The body's great and abiding gift to us is the gift that keeps giving: muscle
Joel, my physical therapist, pointed me towards a treatment room. As I rolled by on my knee scooter, I looked hard at him. His polo shirt didn't fit any more.
"You've been lifting. Your shirt doesn't fit across the pecs and your delts are bigger."
He grinned. Takes one to know one, I guess. I probably couldn't have paid him a better compliment.
Joel told me that, much like me, it's been since 2019 since he's hit the gym hard. My regular-like-clockwork gym workouts had been taking a hit, from multiple injuries, surgeries, a big move, a car crash. Too many big hits for me to stay on track. My body shows it, too.
For Joel it was an infant, and all the demands of new fatherhood. Either way, both of us have been unable to maintain any kind of serious steady schedule. Like my bodybuilding coach reminds me, what we do consistently pays off.
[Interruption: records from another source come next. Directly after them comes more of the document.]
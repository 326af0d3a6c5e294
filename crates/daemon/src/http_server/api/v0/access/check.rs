use axum::extract::{Json, State};
use axum::response::IntoResponse;
use reqwest::{Client, RequestBuilder, Url};
use serde::{Deserialize, Serialize};

use common::prelude::{DataroomId, Role, UserId};

use crate::http_server::api::client::ApiRequest;
use crate::http_server::api::v0::error::VaultApiError;
use crate::ServiceState;

/// The acting user's role on a dataroom, if any.
#[derive(Debug, Clone, Serialize, Deserialize, clap::Args)]
pub struct CheckRequest {
    /// Acting user
    #[arg(long, env = "DATAROOM_USER")]
    pub user_id: UserId,
    /// Dataroom to act on
    #[arg(long)]
    pub dataroom_id: DataroomId,
}

#[derive(Debug, Clone, Serialize, Deserialize)]
pub struct CheckResponse {
    /// `None` when the user holds no grant
    pub role: Option<Role>,
}

pub async fn handler(
    State(state): State<ServiceState>,
    Json(req): Json<CheckRequest>,
) -> Result<impl IntoResponse, VaultApiError> {
    let role = state
        .vault()
        .check_access(req.user_id, req.dataroom_id)
        .await?;
    Ok((http::StatusCode::OK, Json(CheckResponse { role })).into_response())
}

// Client implementation - builds request for this operation
impl ApiRequest for CheckRequest {
    type Response = CheckResponse;

    fn build_request(self, base_url: &Url, client: &Client) -> RequestBuilder {
        let full_url = base_url.join("/api/v0/access/check").unwrap();
        client.post(full_url).json(&self)
    }
}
Don't work out regularly, muscle shrink.
But it doesn't disappear.
That's the gift that keeps giving.
I'm recovering from nine major surgeries in five years and more serious accidents and Big Life Events in six years than I can even recall. Any one of them would have been a lifetime's worth of stress for the average guy but I didn't sign up for an average life. That said, the sheer wear and tear on my body and soul, the cortisol levels that have been flooding my system have left me looking like it's been a minute since my best gym days.
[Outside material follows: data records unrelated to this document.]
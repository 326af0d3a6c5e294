use std::str::FromStr;

use sqlx::sqlite::{SqliteConnectOptions, SqliteJournalMode, SqlitePool, SqlitePoolOptions};

use super::DatabaseSetupError;

pub async fn connect_sqlite(url: &url::Url) -> Result<SqlitePool, DatabaseSetupError> {
    let in_memory = url.as_str().contains(":memory:");

    let options = SqliteConnectOptions::from_str(url.as_str())
        .map_err(DatabaseSetupError::Unavailable)?
        .create_if_missing(true);

    let pool = if in_memory {
        // every pooled connection to :memory: would open its own empty
        // database, so keep exactly one alive for the pool's lifetime
        SqlitePoolOptions::new()
            .max_connections(1)
            .idle_timeout(None)
            .max_lifetime(None)
            .connect_with(options)
            .await
    } else {
        if let Some(parent) = std::path::Path::new(url.path()).parent() {
            let _ = std::fs::create_dir_all(parent);
        }
        SqlitePoolOptions::new()
            .max_connections(5)
            .connect_with(options.journal_mode(SqliteJournalMode::Wal))
            .await
    }
    .map_err(DatabaseSetupError::Unavailable)?;

    Ok(pool)
}

pub async fn migrate_sqlite(pool: &SqlitePool) -> Result<(), DatabaseSetupError> {
    sqlx::migrate!("./migrations")
        .run(pool)
        .await
        .map_err(DatabaseSetupError::MigrationFailed)
}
However. Recently when I was upright, moving and had the use of at least one hand for a while, I started slamming my upper body. In just a few weeks during that marvelous month, my delts started to pop again, just like Joel's pecs were pushing his polo shirt.
The muscles come back, and with it all the benefits of conditioning.
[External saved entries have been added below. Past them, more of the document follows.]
use std::error::Error;
use std::path::PathBuf;

use url::Url;

use dataroom_daemon::http_server::api::client::{ApiClient, ApiError};
use dataroom_daemon::state::AppState;

/// Resolve the remote URL for the API client.
///
/// Priority: explicit `--remote` flag > config file `public_url` >
/// config file `api_port` on localhost > hardcoded 5001.
pub fn resolve_remote(explicit: Option<Url>, config_path: Option<PathBuf>) -> Url {
    if let Some(url) = explicit {
        return url;
    }
    if let Ok(state) = AppState::load(config_path) {
        if let Some(url) = state.config.public_url {
            return url;
        }
        if let Ok(url) = Url::parse(&format!("http://localhost:{}", state.config.api_port)) {
            return url;
        }
    }
    Url::parse("http://localhost:5001").expect("hardcoded URL must parse")
}

#[cfg(test)]
mod tests {
    use super::*;

    use dataroom_daemon::state::AppConfig;

    #[test]
    fn test_resolve_remote_explicit_wins() {
        let explicit = Url::parse("http://example.com:9999").unwrap();
        let result = resolve_remote(Some(explicit.clone()), None);
        assert_eq!(result, explicit);
    }

    #[test]
    fn test_resolve_remote_falls_back_to_default() {
        // No explicit URL, no valid config path → hardcoded 5001
        let result = resolve_remote(None, Some(PathBuf::from("/nonexistent")));
        assert_eq!(result.as_str(), "http://localhost:5001/");
    }

    #[test]
    fn test_resolve_remote_uses_configured_port() {
        let dir = tempfile::tempdir().unwrap();
        let data_dir = dir.path().join("dataroom");
        let config = AppConfig {
            api_port: 6123,
            ..Default::default()
        };
        AppState::init(Some(data_dir.clone()), Some(config)).unwrap();

        let result = resolve_remote(None, Some(data_dir));
        assert_eq!(result.as_str(), "http://localhost:6123/");
    }

    #[test]
    fn test_resolve_remote_prefers_public_url() {
        let dir = tempfile::tempdir().unwrap();
        let data_dir = dir.path().join("dataroom");
        let public_url = Url::parse("https://rooms.example.com").unwrap();
        let config = AppConfig {
            public_url: Some(public_url.clone()),
            ..Default::default()
        };
        AppState::init(Some(data_dir.clone()), Some(config)).unwrap();

        assert_eq!(resolve_remote(None, Some(data_dir)), public_url);
    }
}

#[derive(Clone)]
pub struct OpContext {
    /// API client (always initialized with default or custom URL)
    pub client: ApiClient,
    /// Optional custom config path (defaults to ~/.dataroom)
    pub config_path: Option<PathBuf>,
}

impl OpContext {
    /// Create context with custom remote URL and optional config path
    pub fn new(remote: Url, config_path: Option<PathBuf>) -> Result<Self, ApiError> {
        Ok(Self {
            client: ApiClient::new(&remote)?,
            config_path,
        })
    }
}

#[async_trait::async_trait]
pub trait Op: Send + Sync {
    type Error: Error + Send + Sync + 'static;
    type Output;

    async fn execute(&self, ctx: &OpContext) -> Result<Self::Output, Self::Error>;
}

#[macro_export]
macro_rules! command_enum {
    ($(($variant:ident, $type:ty)),* $(,)?) => {
        #[derive(Subcommand, Debug, Clone)]
        pub enum Command {
            $($variant($type),)*
        }

        #[derive(Debug)]
        pub enum OpOutput {
            $($variant(<$type as $crate::cli::op::Op>::Output),)*
        }

        #[derive(Debug, thiserror::Error)]
        pub enum OpError {
            $(
                #[error(transparent)]
                $variant(<$type as $crate::cli::op::Op>::Error),
            )*
        }

        #[async_trait::async_trait]
        impl $crate::cli::op::Op for Command {
            type Output = OpOutput;
            type Error = OpError;

            async fn execute(&self, ctx: &$crate::cli::op::OpContext) -> Result<Self::Output, Self::Error> {
                match self {
                    $(
                        Command::$variant(op) => {
                            op.execute(ctx).await
                                .map(OpOutput::$variant)
                                .map_err(OpError::$variant)
                        },
                    )*
                }
            }
        }

        impl std::fmt::Display for OpOutput {
            fn fmt(&self, f: &mut std::fmt::Formatter<'_>) -> std::fmt::Result {
                match self {
                    $(
                        OpOutput::$variant(output) => write!(f, "{}", output),
                    )*
                }
            }
        }
    };
}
This great truth of the body's inherent ability to come back even after decades is just one reason I bang the workout drum so steadily. Even with all the surgeries, I've been doing my level best to keep my body at some level of fitness, putting dumbbells at strategic locations all around my house.
For example, in my closet, where I go frequently during the day, there is a set of dumbbells on the floor. Every time I roll in there I have to do a set or two: overhead press, bicep, tricep, side delt lifts, front delt lifts. Pick and choose. My arms get the message. It's a game, it's fun, and it pays off.
While the truth is that my normal beast routine is history for now, as it has to be so that my poor busted-up body can heal. Then and only then can I put myself back on the kind of regular routine I love.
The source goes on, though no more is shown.